CS: As a director, coming into a project like this where it’s obviously John and Matt’s baby–they spent a lot of time writing and developing it–versus doing a project you’ve developed from scratch, is that something you enjoy doing? Just coming in to direct?

Van Sant:
You know, I don’t have a problem doing that. When there’s a writer that has written before me or even if there’s a writer that’s written for you, there is a way that you have to re-envision (it), because the writer has something in mind, and hopefully your vision is something that they go along with. In this case, John was very excited in general about all of the stuff that we were doing. There have been times where the writer has very specific things and it’s hard for them to – part of what I do, even with my own writing, is kind of destroy the scene so that you can remake it. So if you have a very strong intention about a character, to make them alive, it’s good, for me at least, to cast somebody that’s not the character that you have in mind because it starts to become archetypes and it starts to become too by the book. But it’s good for me to just sort of re-imagine the character even in the casting process and cast somebody that wasn’t the typical answer. If the guy is supposed to be a certain ethnicity, change the ethnicity for this character when you’re casting it just so that it has some life of its own. It’s not a color by numbers, you know? “Good Will Hunting” was color by numbers (chuckles), it starts there. The script just says what to do, you just do it, and then it’ll work because it works on the page. Just sort of transfer it onto the screen. “Good Will Hunting” is much more like that than some other films that I’ve made.

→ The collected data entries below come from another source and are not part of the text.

//! Real proofs captured from Nostr timestamp events (NIP-03)

#![allow(dead_code)]

/// Proof over `a828a25b...`, confirmed in Bitcoin block 830019
pub const CONFIRMED_830019: &[&str] = &[
    "AE9wZW5UaW1lc3RhbXBzAABQcm9vZgC/ieLohOiSlAEIqCiiW0FlsU9lqK5f1A+cL6CGJ1Ah4V/A1yNJY/stUE3wECJz6ng/",
    "QxU5Z6xwaMx97qkI//AQqJv8bEMrGTplGWRv5qm4DgjxIHkcQqzpL0Fjr9VBAAijDe0IsQYpOhw1SIjZIgQa6i16CPEEZck7",
    "CvAIxR0AloJzCZoAg9/jDS75DI4uLWh0dHBzOi8vYWxpY2UuYnRjLmNhbGVuZGFyLm9wZW50aW1lc3RhbXBzLm9yZ//wEOwP",
    "tjIkKI1hmtv9t1kuxZcI8QRlyTsK8Ahl0wrCSggZzgCD3+MNLvkMjiwraHR0cHM6Ly9ib2IuYnRjLmNhbGVuZGFyLm9wZW50",
    "aW1lc3RhbXBzLm9yZ//wEE1dVGa8JCuf2ek0c5ybDKII8SCBoVz8Sal45Kd1O8STWIGJTcl5JPtAZBZitqk3BE9MqAjxBGXJ",
    "OwrwCHoGVgAZi9q9AIPf4w0u+QyOKShodHRwczovL2Zpbm5leS5jYWxlbmRhci5ldGVybml0eXdhbGwuY29t8BAFZFXFYg7D",
    "JJ0OzjmJ0FKWCPEEZck7CvAI0M49IcBR5bf/AIPf4w0u+QyOIyJodHRwczovL2J0Yy5jYWxlbmRhci5jYXRhbGxheHkuY29t",
    "CPEgoE3IfYTmxxo4W/x/QYp/NGX6Wu93gSQkwbpjpOhZORcI8SDWLLurVQaXHdUuwivCfTfuxYCaq+AzypSGqLDAVocrEgjw",
    "IBfgjta16y13Gp4etQOCa9YiKEcM+/9AieG/vZolr3IDCPAgMR2zFCb384CEi8tVuI2fHgLT3I9zpe7oqJTzCcEqxWEI8SAJ",
    "Sdgeeosr7IxdOt8r7f0ipWc8FI6GAhgep8zSRgWikAjxIGxYmtCsC79Tx4z4YsT1WuMo+ycMkwhGQsQltF597cchCPAgCLrB",
    "f9vR1Aex6yY+vSkXAvLjMKdMqM/a1g8zNPwLeJcI8SBDCbTk4CczTuiIyZeUyYRVh31BZdjaSd2nU/pBQxu+6QjwIOwqE9/W",
    "qGC6CHH0i+tr7edvYX5PstSDf08KmnMqsqCoCPEgQIdEBg358vfek3Qjfyrgl51iCU6WUWmThsGLPDTcB0QI8SAX4dp64iI8",
    "pBx+zBqAQwUN6XgZ1cEfT8+2vha/9I1vzwjxWQEAAAAB8YJxvxJJth8OnxIV6UOXveIZAcJPTHcAkWgnucpuYqYAAAAAAP3/",
    "//8CRhoMAAAAAAAWABTUUZK82uAvbU3vVyaaPIOddZBicwAAAAAAAAAAImog8ARCqgwACAjwIB9TcMDLhzgeS1Uw647lNvCf",
    "WECkkUvfrrOe6nay0sGdCAjwICYfs90sbPggoMICyOHGYbmOzop2L9mlnh4xqiBLY7yPCAjxINDiVWOBHnRmGJleQdB9myvJ",
    "AJbNJ9kciZlTOkgJy89mCAjwIHfxqDLdwycj1Vtyth2CaSDdLQwiey9oV6Xov4stLpWNCAjxIGurJYpKJnKp9+y7MAdC+gXg",
    "HOiAu5P3RRUFW9l5hGaCCAjxICXqs9hdY0QMP/MNeqlt6s7xaIYtEXZ1CLvou5gaZNEICAjxIHdYxVeI76NXbT2zHcv6lw+v",
    "819Ooib7KWxc1GAsiX2fCAjwICPWdi3uBXOlIdmYi+V9C7wAqLyGE4DMoHD+GtvLizqiCAjwIOF2vENtWN5okEMMS+JSf1SG",
    "TY9yYP9j0JjXLbC1s+N1CAjxINWsgCtsPxhRNbe372k8/20WDbiL9e8934hGF256DvRECAjwII3mi+Li06j10ORxg0dYMkcs",
    "yGb115Jiqq1YEV3K/u+aCAgABYiWDXPXGQEDw9Qy",
];

/// Proof over `a8634f53...`, confirmed in Bitcoin block 827565
pub const CONFIRMED_827565: &[&str] = &[
    "AE9wZW5UaW1lc3RhbXBzAABQcm9vZgC/ieLohOiSlAEIqGNPU2jhd4no+zg2ytDkuf5PIoivr8KHI8BL68aKGNbwENyCNtiE",
    "N98IzIZgEu3cl6YI//AQ6TkSRd3BTGhDHCK1KkJc+AjxIAHaizG++NNL3Vm13BJrIhT7Br6tEYpb0TVRGaadgiUMCPAgOSDR",
    "EH9v1Y50UHu79LfC4Lcd9WklQJzRQpw+Unb/pyII8QRltDD58AgqrxfAVrLw7QCD3+MNLvkMji4taHR0cHM6Ly9hbGljZS5i",
    "dGMuY2FsZW5kYXIub3BlbnRpbWVzdGFtcHMub3Jn//AQQMq/CLpGwY60nmddPS7OVgjxIDKxqd9nl+Mej41vP52Wd7gv7004",
    "r3n1rFGDObS8icRvCPAgH9TB/kwvXJEEw+h9Ce6fLaI3MORjtTEge0GbAefT6W4I8QRltDD58AhRcoU3gAo/swCD3+MNLvkM",
    "jiwraHR0cHM6Ly9ib2IuYnRjLmNhbGVuZGFyLm9wZW50aW1lc3RhbXBzLm9yZ//wECWtWsKo0uvSr8BYonjs3DEI8CBlsh2n",
    "g1Spl0K4oStYElGuMJsjd2uo5nXB+apo5A7ipwjxIM8oxynBwNA+QS/X7Ebtl1kyhFgfoOQioASNfCBzZ4gaCPEEZbQw+fAI",
    "d6Yd5cw5gioAg9/jDS75DI4pKGh0dHBzOi8vZmlubmV5LmNhbGVuZGFyLmV0ZXJuaXR5d2FsbC5jb23wEJmPzXQbxv0AFTIy",
    "jTWjMskI8CAurbkrfrBtlinZXSDxj+m/oIkze57hGjTSxu1Xs87XYQjwIPk/LMD0zIgKoEE2dfeoYrrdHuO6dwmghTwUFajH",
    "2QzkCPEEZbQw+fAIE+Pq1/Wmdpj/AIPf4w0u+QyOIyJodHRwczovL2J0Yy5jYWxlbmRhci5jYXRhbGxheHkuY29tCPAgB2Cb",
    "qkV7VpjRKIl3Ea6cBmB/EHcSN/YCgcc1E+mc07QI8CAfpkZ2Hh4Rukz3x4il3tZqQtlDlbna+I6so2t2YSEmMQjwIJOv32jb",
    "sMa2HJwpleRCKLEhgYOoHCSfpv1ZO0YNNNFsCPAgLMM7eFfCjokQfU4gdU5WpG/wBLkO9lDRF0GktL6ujt8I8SCRxJ0bC1PQ",
    "8qFmI/1jh8AS5d1/6VRJNMt1Hz41QmNr3QjwIBmgrKBF+OZ3y+XOMv2E7IZ4WwLr2u2H+ehsBfy7cPlICPEgm4ZMCSXzZVWu",
    "40d+zk2edaur6KOauo8X7V2KaFBR1VoI8SBKVVOiyq6IFqGn/15kLwk7L8upMAIZ0znjhYxYqSTQCQjwIMBD1twPZ33GxbwT",
    "iuOCeJPkoP++6R2wYpCii8UBTdgwCPAg84VkgMXwrt2xxRoeC1/6CtsFctki+w3m8Rs5/6g/IhEI8CCnzZQDhJyicX7bS7U8",
    "PMUObuC9Y4TXe+4THoXBMMXkxwjxIMZ0oAvshpcwowR3qPEDbwKZ6B4NPSU4Hz/+4PnD74gnCPAgIfLZEKqAvkMNXfakXoNq",
    "1UVqGSzL4Z86z5GzUfbvw8UI8SC8KoIeLvjd4vJ/xhNVphakPRd80YKeNkeYEuVH8k2EtAjwIPRtinLLxzt8iuw0XZtpTDzE",
    "stZOTNYVm+Bi3fEzdeIuCPFZAQAAAAE8vsasINN5DKon0KakX2HNdCB126ZLKXrw4PfvyEfqbwAAAAAA/f///wLPGw8AAAAA",
    "ABYAFCvgxlh6msa4ZOtgvlc5KiZCx7IvAAAAAAAAAAAiaiDwBKygDAAICPEgB/2DJ3s6gMky/PceGZocTFRXjZUiCCAhHGYw",
    "Qk/8yrUICPEgDuSd6+PJHUMuEHyLcKFxw7xfvRHRfInjkV3/Zy3BxqAICPEgZDgQ+4VXzlOIkGoO8EVxDgs2cWaeh4EEiaqa",
    "/y50gKAICPAgFI+zIuYcMF69GmPQVsXa9oy8eng7MeRZdIxArQyeX3oICPEgX5HYIuImpiSTEapgEssEW4l+W+4aRfNCG3pZ",
    "f7z0hCoICPEgPkAbOSjFdtS4NT7MXgMYVQoQhI1JZtdFxUu4J3NTt7IICPEguW3qyuyGjctu5d9rM9P9ZCs/ZK4vAc+z21b9",
    "ygklgWAICPEgu4e2645xtvGhI1Zzuiv23vRhwE8uC9vj1TAgNg/C8UcICPAgwoQX8X0nY4HoQLRsJ0z8JCWQDzRh2iL2QXEb",
    "8z3gbjIICPAgzTwlPRtStsLJWhz3Q/0l8tMnrPSHVuh+zCiGk95dW2MICPAgGcBEuYZyzFNapHOfnJ9Q515QzO2VbIRhlVI0",
    "vIhd4jwICPAgidRMoM2pA+KmVJenVrLcbollsbUg9lL9bmv1C1dSxswICPAgZinGakwhbHdanTaRJeBkEUlbhfNokvj8b5Kn",
    "eyG+wzIICAAFiJYNc9cZAQOtwTI=",
];

/// Proof over `a8634f53...`, pending at three calendars
pub const PENDING: &[&str] = &[
    "AE9wZW5UaW1lc3RhbXBzAABQcm9vZgC/ieLohOiSlAEIqGNPU2jhd4no+zg2ytDkuf5PIoivr8KHI8BL68aKGNbwELidvzr0",
    "usf55CkpKf6OABQI//AQK3sWd2tq+7KO8YNJIARJugjxBGXbZtPwCL0H4/7GL5+SAIPf4w0u+QyOLCtodHRwczovL2JvYi5i",
    "dGMuY2FsZW5kYXIub3BlbnRpbWVzdGFtcHMub3Jn//AQPDZsJgN1TnJXoUzlsgo93wjwIIfBc7LUqkCbC1BLZRZ+6LXztK50",
    "UdH5xe7fn40bupkrCPEEZdtm0/AI0CADXN5ZIncAg9/jDS75DI4uLWh0dHBzOi8vYWxpY2UuYnRjLmNhbGVuZGFyLm9wZW50",
    "aW1lc3RhbXBzLm9yZ/AQcELcSrE04cuGKlZQf2LeVwjwILUDSf9vK2GaefKTpn/LV2oUsQaA5WbqaP3C+1ZxQfRNCPEEZdtm",
    "0/AIbCtb+yRXFqUAg9/jDS75DI4pKGh0dHBzOi8vZmlubmV5LmNhbGVuZGFyLmV0ZXJuaXR5d2FsbC5jb20=",
];

pub fn decode(parts: &[&str]) -> Vec<u8> {
    use base64::Engine;
    base64::engine::general_purpose::STANDARD
        .decode(parts.concat())
        .expect("fixture is valid base64")
}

CS: What about with “Milk?”

Van Sant:
Yeah, it was (Dustin Lance Black’s) screenplay that I got connected to. Because of that world being such a real world, they were real people that you were casting, it was already so difficult to keep up with the way that people were in real life. Although fortunately, they weren’t super well-known, but it’s almost like primary colors. You’re casting people that are well-known people. In our cast of “Milk,” you had Harvey, who was very recognizable and a character. Because of all that stuff, the quote-unquote color-by-numbers quality, you already were lost because the character were never going to mute the real people, and there was a documentary that had the real people in it. You were never going to be able to literally take those people. There was never going to be a real Harvey. It was going to be a person playing Harvey and the same with every other character. All the other characters were really important too like Moscone or Dan White, they’re really super important, but you’re never going to literally get them. You can get close. That’s why it’s good to sort of breathe new life because since you’re never going to literally get all the way to George Moscone, that you need to have leeway to sort of make it live.

CS: How often do you revisit older movies you directed? I realized that it’s going to be 25 years since “Drugstore Cowboy” in just a couple years…

Van Sant:
Oh really?

CS: Do you revisit these movies when they do Blu-ray releases or anything like that?

Van Sant:
I haven’t done that for that movie and I haven’t seen that movie in a while. The last time I saw that movie, it was interesting how much the movie is about a hex. You know, when we were shooting it, I mean, I think it was always part of the scenes and the nature of the scenes were always centered around a hex, but I forgot how much. It was literally like, it might as well be called “The Hex” rather than “Drugstore Cowboy.”

CS: I haven’t seen it in a while either, but I do love it.

Van Sant:
When you see it, you might notice that. But I mean, it’s the kind of thing that holds the whole thing together. It is the sort of main concern of Matt’s character.

Promised Land opens nationwide on Friday, January 4.